2. Were the windows open in classrooms all day or only during the classes?

Response: Thank you for raising this issue, which we have corrected and explained in the manuscript as follows.

Lines 166-168: the windows and doors of the classrooms are open throughout the day and the fans are turned on to assist in the ventilation of the classrooms during class hours.

 

3. In lines 88-90 authors state “ Quartz filter membranes (80 mm diameter, 0.3 μm pore size) were used to collect samples of bioaerosol particulate matter, which were stored in a refrigerator at -20℃ after collection and analyzed for microbial community characterization on the particulate matter by high-throughput sequencing.” What sequencing method was used? How were the sample prepared? How was it analysed (methods, programmes)?

Response: Thanks to your comments, we added specific processes and methods regarding high-throughput sequencing as described below:

Line 115-133: Sequencing Methods:

(1) Sample DNA purification. Sample gDNA purification was performed using the Zymo Research BIOMICS DNA Microprep Kit (Cat# D4301). gDNA integrity was detected using 0.8 % agarose electrophoresis, followed by nucleic acid concentration detection (PicoGreen dye method) using a Tecan F200.

(2) PCR amplification. According to the sequenced region, specific primers with index sequences were synthesized to amplify the 16S rDNA V4 region of the samples, and the amplification primer sequences were as follows: Primer5'-3': 515F (5'-GTGYCAGCMGCCGCGGTAA-3') and 806R (5'- GGAC-TACHVGGGTWTCTAAT-3')

(3) PCR product detection, purification and quantification. PCR products were mixed with a 6-fold sampling buffer, followed by electrophoretic detection of the tar-get fragments using a 2 % agarose gel. Samples that passed the assay were taken for recovery of the destination bands, and the recovery was performed using Zymoclean Gel Recovery Kit (D4008); quantification was performed using Qubit@ 2.0 Fluorometer (Thermo Scientific); and finally, equimolar amounts were mixed.

(4) Library construction. Library construction was performed using NEBNext Ul-tra II DNA Library Prep Kit for Illumina (NEB#E7645L) from NEW ENGLAND Bi-oLabs.

(5) High-throughput sequencing. PE250 sequencing was used, and the sequencing kit was Hiseq Rapid SBS Kit v2 (FC-402-4023 500 Cycle) for Illumina.

 

4. Also, please check the article for the proper formatting (Latin names should be in italics; please see lines 186-211, abstract etc.).

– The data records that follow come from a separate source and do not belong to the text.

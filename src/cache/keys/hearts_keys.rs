/// 收藏夹爱心缓存键前缀
const PLACE_HEARTS_PREFIX: &str = "collection:hearts:";

/// 生成收藏夹爱心缓存键，以所有者和收藏夹ID定位权威副本
pub fn place_hearts_key(owner_id: &str, collection_id: &str) -> String {
    format!("{}{}:{}", PLACE_HEARTS_PREFIX, owner_id, collection_id)
}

Response: Thanks to your suggestion, we have corrected the names of bacteria at the genus and species level in the manuscript to italics in accordance with the International Code of Bacterial Nomenclature.

 

 

We tried our best to improve the manuscript and made some changes marked in blue in the revised manuscript which will not influence the paper's framework. We appreciate for Editors/Reviewers’ warm work earnestly, and hope the correction will meet with approval. Once again, thank you very much for your comments and suggestions.

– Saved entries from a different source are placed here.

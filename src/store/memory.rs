use std::collections::BTreeMap;
use std::sync::atomic::{AtomicBool, AtomicUsize, Ordering};
use std::sync::Mutex;

use async_trait::async_trait;
use serde_json::{Map, Value};

use super::{BatchOp, DocKey, DocumentStore, StoreError, WriteBatch, merge_fields, revision_of};

pub type Documents = BTreeMap<DocKey, Value>;
type CommitHook = Box<dyn FnOnce(&mut Documents) + Send>;

/// 进程内文档存储，用于测试和本地开发
///
/// 支持注入提交失败，以及在下一次提交前插入其他写入者的修改。
#[derive(Default)]
pub struct MemoryDocumentStore {
    docs: Mutex<Documents>,
    fail_next_commit: AtomicBool,
    before_commit: Mutex<Option<CommitHook>>,
    last_commit: Mutex<Vec<DocKey>>,
    commits: AtomicUsize,
}

impl MemoryDocumentStore {
    pub fn new() -> Self {
        Self::default()
    }

    /// 下一次 commit 直接返回错误，不修改任何文档
    pub fn fail_next_commit(&self) {
        self.fail_next_commit.store(true, Ordering::SeqCst);
    }

    /// 在下一次 commit 检查前置条件之前执行一次，模拟并发写入
    pub fn before_next_commit<F>(&self, hook: F)
    where
        F: FnOnce(&mut Documents) + Send + 'static,
    {
        *lock(&self.before_commit) = Some(Box::new(hook));
    }

    /// 成功提交的批次数量
    pub fn commit_count(&self) -> usize {
        self.commits.load(Ordering::SeqCst)
    }

    /// 最近一次成功提交写到的文档键
    pub fn last_commit_keys(&self) -> Vec<DocKey> {
        lock(&self.last_commit).clone()
    }

    pub fn snapshot(&self) -> Documents {
        lock(&self.docs).clone()
    }

    pub fn contains(&self, key: &DocKey) -> bool {
        lock(&self.docs).contains_key(key)
    }
}

fn lock<T>(m: &Mutex<T>) -> std::sync::MutexGuard<'_, T> {
    m.lock().unwrap_or_else(|poisoned| poisoned.into_inner())
}

#[async_trait]
impl DocumentStore for MemoryDocumentStore {
    async fn get(&self, key: &DocKey) -> Result<Option<Value>, StoreError> {
        Ok(lock(&self.docs).get(key).cloned())
    }

    async fn list(&self, namespace: &str) -> Result<Vec<Value>, StoreError> {
        Ok(lock(&self.docs)
            .iter()
            .filter(|(k, _)| k.namespace == namespace)
            .map(|(_, v)| v.clone())
            .collect())
    }

    async fn list_by_id(
        &self,
        namespace_prefix: &str,
        id: &str,
    ) -> Result<Vec<(DocKey, Value)>, StoreError> {
        Ok(lock(&self.docs)
            .iter()
            .filter(|(k, _)| k.id == id && k.namespace.starts_with(namespace_prefix))
            .map(|(k, v)| (k.clone(), v.clone()))
            .collect())
    }

    async fn set(&self, key: &DocKey, doc: Value) -> Result<(), StoreError> {
        lock(&self.docs).insert(key.clone(), doc);
        Ok(())
    }

    async fn update(&self, key: &DocKey, fields: Map<String, Value>) -> Result<(), StoreError> {
        let mut docs = lock(&self.docs);
        let doc = docs
            .get_mut(key)
            .ok_or_else(|| StoreError::NotFound(key.clone()))?;
        merge_fields(doc, &fields);
        Ok(())
    }

    async fn delete(&self, key: &DocKey) -> Result<(), StoreError> {
        lock(&self.docs).remove(key);
        Ok(())
    }

    async fn commit(&self, batch: WriteBatch) -> Result<(), StoreError> {
        if self.fail_next_commit.swap(false, Ordering::SeqCst) {
            return Err(StoreError::Unavailable("injected commit failure".into()));
        }

        let hook = lock(&self.before_commit).take();
        let mut docs = lock(&self.docs);
        if let Some(hook) = hook {
            hook(&mut docs);
        }

        for (key, expected) in batch.preconditions() {
            let found = docs.get(key).map(revision_of);
            if found != Some(*expected) {
                return Err(StoreError::Conflict {
                    key: key.clone(),
                    expected: *expected,
                    found,
                });
            }
        }

        // 在副本上应用，全部成功后再替换，保证原子性
        let mut staged = docs.clone();
        for op in batch.ops() {
            match op {
                BatchOp::Set { key, doc } => {
                    staged.insert(key.clone(), doc.clone());
                }
                BatchOp::Update { key, fields } => {
                    let doc = staged
                        .get_mut(key)
                        .ok_or_else(|| StoreError::NotFound(key.clone()))?;
                    merge_fields(doc, fields);
                }
                BatchOp::Delete { key } => {
                    staged.remove(key);
                }
            }
        }

        *docs = staged;
        *lock(&self.last_commit) = batch.ops().iter().map(|op| op.key().clone()).collect();
        self.commits.fetch_add(1, Ordering::SeqCst);
        Ok(())
    }
}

Author Response File: Author Response.docx

Round 2

Reviewer 1 Report

Comments and Suggestions for Authors

The manuscript can be accepted with its revised version.

Reviewer 2 Report

Comments and Suggestions for Authors

Thank you for sending me the revised version of your manuscript and for the very detailed explanations to my comments. All my comments were replied in a very professional manner. I have no further comments.